Exploring Data Race Freedom in Merlin with OxCaml

I’m going to take you behind-the-scenes of how data race freedom works using the experimental OxCaml branch of OCaml. I was recently part of a project testing out OxCaml’s data-race freedom modes on the multicore merlin-domains branch of Merlin. With the goal of evaluating the modes’ potential for making a fully parallel Merlin data-race free, we experimented liberally within the code and documented our experience along the way.

This post will showcase some of what we learned and should be interesting for anyone curious about programming using multiple domains, OxCaml, editors, or just OCaml in general!

What are Data Races? With Examples!

A data race is a specific kind of race condition. So let's first define race conditions.

A race condition occurs when the behavior of a software system depends on the relative timing of events, such as the execution of threads. For example, the following code snippet demonstrates a race condition:

let () =
  let d1 = Domain.spawn (fun () -> print_endline "Hello from domain 1") in
  let d2 = Domain.spawn (fun () -> print_endline "Hello from domain 2") in
  Domain.join d1;
  Domain.join d2

The output of this code is non-deterministic, as it depends on the scheduling of the domains. It could print "Hello from domain 1" followed by "Hello from domain 2", or vice versa. This however is not a bug: the code is correct, and the behaviour is expected.

Data races are race conditions that are way more sneaky: their behaviour does not only depend on some non-deterministic scheduling, but also on some out-of-control optimisations from the compiler and from the hardware. For example, consider the following code snippet:

let a = ref 0 and b = ref 0
 
let d1 () =
   a := 1; 
   !b

let d2 () =
   b := 1; 
   !a

let main () =
  let h1 = Domain.spawn d1 in
  let h2 = Domain.spawn d2 in
  Domain.join h1, Domain.join h2

Sequentially consistent results:

r1 = 0, r2 = 1 (d2 runs first) r1 = 1, r2 = 0 (d1 runs first) r1 = 1, r2 = 1 (any other interleaving)

Because this is a data race, r1 = 0, r2 = 0 is also possible! In this case, this behaviour would be caused by a hardware optimisation.

By definition, data races occur when:

Two or more domains run in parallel,
at least two access the same mutable value,
and at least one of them writes to it
without a synchronisation mechanism (like locks or atomic operations).

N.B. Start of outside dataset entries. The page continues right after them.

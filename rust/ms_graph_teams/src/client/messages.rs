/* This Source Code Form is subject to the terms of the Mozilla Public
 * License, v. 2.0. If a copy of the MPL was not distributed with this
 * file, You can obtain one at http://mozilla.org/MPL/2.0/. */

//! Operations on the `messages` navigation property of a chat.

use serde_json::{Map, Value};

use crate::body::compact;
use crate::client::{required, GraphClient};
use crate::error::Result;
use crate::query::{CountQuery, Query};
use crate::types::chat_message::ChatMessage;
use crate::types::chat_message_request_body::ChatMessageRequestBody;
use crate::types::collection_response::CollectionResponse;

impl GraphClient {
    /// Lists the messages in a chat, most recent first.
    pub fn list_chat_messages(
        &self,
        user_id: &str,
        chat_id: &str,
        query: &Query,
    ) -> Result<CollectionResponse<'static>> {
        let user_id = required("user-id", user_id)?;
        let chat_id = required("chat-id", chat_id)?;
        self.get_json(
            &format!("/users/{user_id}/chats/{chat_id}/messages"),
            &query.pairs(),
        )
    }

    /// Sends a new message in a chat.
    pub fn create_chat_message(
        &self,
        user_id: &str,
        chat_id: &str,
        body: ChatMessageRequestBody,
    ) -> Result<ChatMessage<'static>> {
        let user_id = required("user-id", user_id)?;
        let chat_id = required("chat-id", chat_id)?;
        self.post_json(
            &format!("/users/{user_id}/chats/{chat_id}/messages"),
            &body.into_object(),
        )
    }

    /// The number of messages in a chat.
    pub fn count_chat_messages(
        &self,
        user_id: &str,
        chat_id: &str,
        query: &CountQuery,
    ) -> Result<i64> {
        let user_id = required("user-id", user_id)?;
        let chat_id = required("chat-id", chat_id)?;
        self.get_count(
            &format!("/users/{user_id}/chats/{chat_id}/messages/$count"),
            &query.pairs(),
        )
    }

    /// Invokes the `delta` function on the chat's messages. The response
    /// ends in a delta link whose token resumes the enumeration in a later
    /// call.
    pub fn delta_chat_messages(
        &self,
        user_id: &str,
        chat_id: &str,
        query: &Query,
    ) -> Result<CollectionResponse<'static>> {
        let user_id = required("user-id", user_id)?;
        let chat_id = required("chat-id", chat_id)?;
        self.get_json(
            &format!("/users/{user_id}/chats/{chat_id}/messages/microsoft.graph.delta()"),
            &query.pairs(),
        )
    }

    /// Retrieves a single message from a chat.
    pub fn get_chat_message(
        &self,
        user_id: &str,
        chat_id: &str,
        message_id: &str,
        query: &Query,
    ) -> Result<ChatMessage<'static>> {
        let user_id = required("user-id", user_id)?;
        let chat_id = required("chat-id", chat_id)?;
        let message_id = required("chatMessage-id", message_id)?;
        self.get_json(
            &format!("/users/{user_id}/chats/{chat_id}/messages/{message_id}"),
            &query.pairs(),
        )
    }

    /// Updates a message in a chat.
    pub fn update_chat_message(
        &self,
        user_id: &str,
        chat_id: &str,
        message_id: &str,
        body: ChatMessageRequestBody,
    ) -> Result<ChatMessage<'static>> {
        let user_id = required("user-id", user_id)?;
        let chat_id = required("chat-id", chat_id)?;
        let message_id = required("chatMessage-id", message_id)?;
        self.patch_json(
            &format!("/users/{user_id}/chats/{chat_id}/messages/{message_id}"),
            &body.into_object(),
        )
    }

    /// Deletes a message from a chat.
    pub fn delete_chat_message(
        &self,
        user_id: &str,
        chat_id: &str,
        message_id: &str,
    ) -> Result<()> {
        let user_id = required("user-id", user_id)?;
        let chat_id = required("chat-id", chat_id)?;
        let message_id = required("chatMessage-id", message_id)?;
        self.delete(&format!(
            "/users/{user_id}/chats/{chat_id}/messages/{message_id}"
        ))
    }

    /// Sets a reaction on a message (`setReaction`).
    pub fn set_message_reaction(
        &self,
        user_id: &str,
        chat_id: &str,
        message_id: &str,
        reaction_type: Option<String>,
    ) -> Result<()> {
        let user_id = required("user-id", user_id)?;
        let chat_id = required("chat-id", chat_id)?;
        let message_id = required("chatMessage-id", message_id)?;
        self.post_empty(
            &format!(
                "/users/{user_id}/chats/{chat_id}/messages/{message_id}/microsoft.graph.setReaction"
            ),
            &compact([("reactionType", reaction_type.map(Value::from))]),
        )
    }

    /// Removes a reaction from a message (`unsetReaction`).
    pub fn unset_message_reaction(
        &self,
        user_id: &str,
        chat_id: &str,
        message_id: &str,
        reaction_type: Option<String>,
    ) -> Result<()> {
        let user_id = required("user-id", user_id)?;
        let chat_id = required("chat-id", chat_id)?;
        let message_id = required("chatMessage-id", message_id)?;
        self.post_empty(
            &format!(
                "/users/{user_id}/chats/{chat_id}/messages/{message_id}/microsoft.graph.unsetReaction"
            ),
            &compact([("reactionType", reaction_type.map(Value::from))]),
        )
    }

    /// Soft-deletes a message (`softDelete`). The message stays retrievable
    /// and carries a deletion timestamp.
    pub fn soft_delete_message(
        &self,
        user_id: &str,
        chat_id: &str,
        message_id: &str,
    ) -> Result<()> {
        let user_id = required("user-id", user_id)?;
        let chat_id = required("chat-id", chat_id)?;
        let message_id = required("chatMessage-id", message_id)?;
        self.post_empty(
            &format!(
                "/users/{user_id}/chats/{chat_id}/messages/{message_id}/microsoft.graph.softDelete"
            ),
            &Map::new(),
        )
    }

    /// Undoes the soft deletion of a message (`undoSoftDelete`).
    pub fn undo_soft_delete_message(
        &self,
        user_id: &str,
        chat_id: &str,
        message_id: &str,
    ) -> Result<()> {
        let user_id = required("user-id", user_id)?;
        let chat_id = required("chat-id", chat_id)?;
        let message_id = required("chatMessage-id", message_id)?;
        self.post_empty(
            &format!(
                "/users/{user_id}/chats/{chat_id}/messages/{message_id}/microsoft.graph.undoSoftDelete"
            ),
            &Map::new(),
        )
    }
}

#[cfg(test)]
mod tests {
    use crate::client::GraphClient;
    use crate::error::Error;
    use crate::query::Query;
    use url::Url;

    fn client() -> GraphClient {
        GraphClient::new(Url::parse("http://127.0.0.1:9").unwrap())
    }

    #[test]
    fn empty_message_id_is_rejected_before_dispatch() {
        assert!(matches!(
            client().get_chat_message("u1", "c1", "", &Query::new()),
            Err(Error::MissingParameter("chatMessage-id"))
        ));
        assert!(matches!(
            client().soft_delete_message("u1", "c1", ""),
            Err(Error::MissingParameter("chatMessage-id"))
        ));
        assert!(matches!(
            client().set_message_reaction("u1", "c1", "", Some("like".to_string())),
            Err(Error::MissingParameter("chatMessage-id"))
        ));
    }
}
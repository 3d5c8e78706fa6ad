/* This Source Code Form is subject to the terms of the Mozilla Public
 * License, v. 2.0. If a copy of the MPL was not distributed with this
 * file, You can obtain one at http://mozilla.org/MPL/2.0/. */

use serde::Deserialize;
use serde_json::{Map, Value};
use std::borrow::Cow;

use crate::error::Error;
use crate::types::entity::Entity;
use crate::types::prop;

/// A permission granted to a specific application for a specific resource,
/// such as a chat.
#[derive(Clone, Debug, Default, Deserialize, PartialEq, Eq)]
pub struct ResourceSpecificPermissionGrant<'a> {
    #[serde(flatten)]
    pub(crate) properties: Cow<'a, Map<String, Value>>,
}

impl<'a> ResourceSpecificPermissionGrant<'a> {
    /// Internal constructor.
    #[allow(dead_code)]
    pub(super) fn new(properties: &'a Map<String, Value>) -> Self {
        ResourceSpecificPermissionGrant {
            properties: Cow::Borrowed(properties),
        }
    }

    /// Accessor to inherited properties from `Entity`.
    pub fn entity(&'a self) -> Entity<'a> {
        Entity {
            properties: Cow::Borrowed(&*self.properties),
        }
    }

    /// ID of the service principal of the Microsoft Entra app that has been
    /// granted access. Read-only.
    pub fn client_id(&self) -> Result<Option<&str>, Error> {
        prop::string(&self.properties, "clientId")
    }

    /// ID of the Microsoft Entra app that has been granted access.
    /// Read-only.
    pub fn client_app_id(&self) -> Result<Option<&str>, Error> {
        prop::string(&self.properties, "clientAppId")
    }

    /// ID of the Microsoft Entra app that is hosting the resource.
    /// Read-only.
    pub fn resource_app_id(&self) -> Result<Option<&str>, Error> {
        prop::string(&self.properties, "resourceAppId")
    }

    /// The name of the resource-specific permission. Read-only.
    pub fn permission(&self) -> Result<Option<&str>, Error> {
        prop::string(&self.properties, "permission")
    }

    /// The type of permission, e.g. `Application`. Read-only.
    pub fn permission_type(&self) -> Result<Option<&str>, Error> {
        prop::string(&self.properties, "permissionType")
    }
}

Non-atomic mutable values in OCaml are references, mutable fields of records, and arrays.

How Do We Avoid Data Races in OCaml?

Obviously, specific tools exist to detect data races. ThreadSanitizer, for example, detects data races at runtime.

In OCaml, there are also libraries like qcheck-lin and qcheck-stm that help by randomly generating tests and checking for linearisability. These types of libraries are very useful when combined with TSan, which requires a lot of tests to be effective.

None of these solutions are static however: they catch data races at run time, and as data races are non-deterministic, they can still be missed. Other ways of preventing data races is, well, simply by not sharing mutable states between domains. However, this would imply we strongly restrict how we use multicore programming in OCaml, which would not be ideal.

Statically Preventing Data Races in OxCaml

So, let's run with a very simple example:

let foo () = 
    let r = ref 42 in
    let d1 = Domain.spawn (fun () -> r := 1)in 
    let d2 = Domain.spawn (fun () -> !r) in

    Domain.join d1, Domain.join d2

In the above scenario, r is a mutable value that is shared between two domains, and at least one of them writes to it. This is a data race. Next, we are going to try to port this code to OxCaml, and see how the mode system prevents it from compiling. Finally, in the next section, we will see how to fix our code to make it compile in OxCaml.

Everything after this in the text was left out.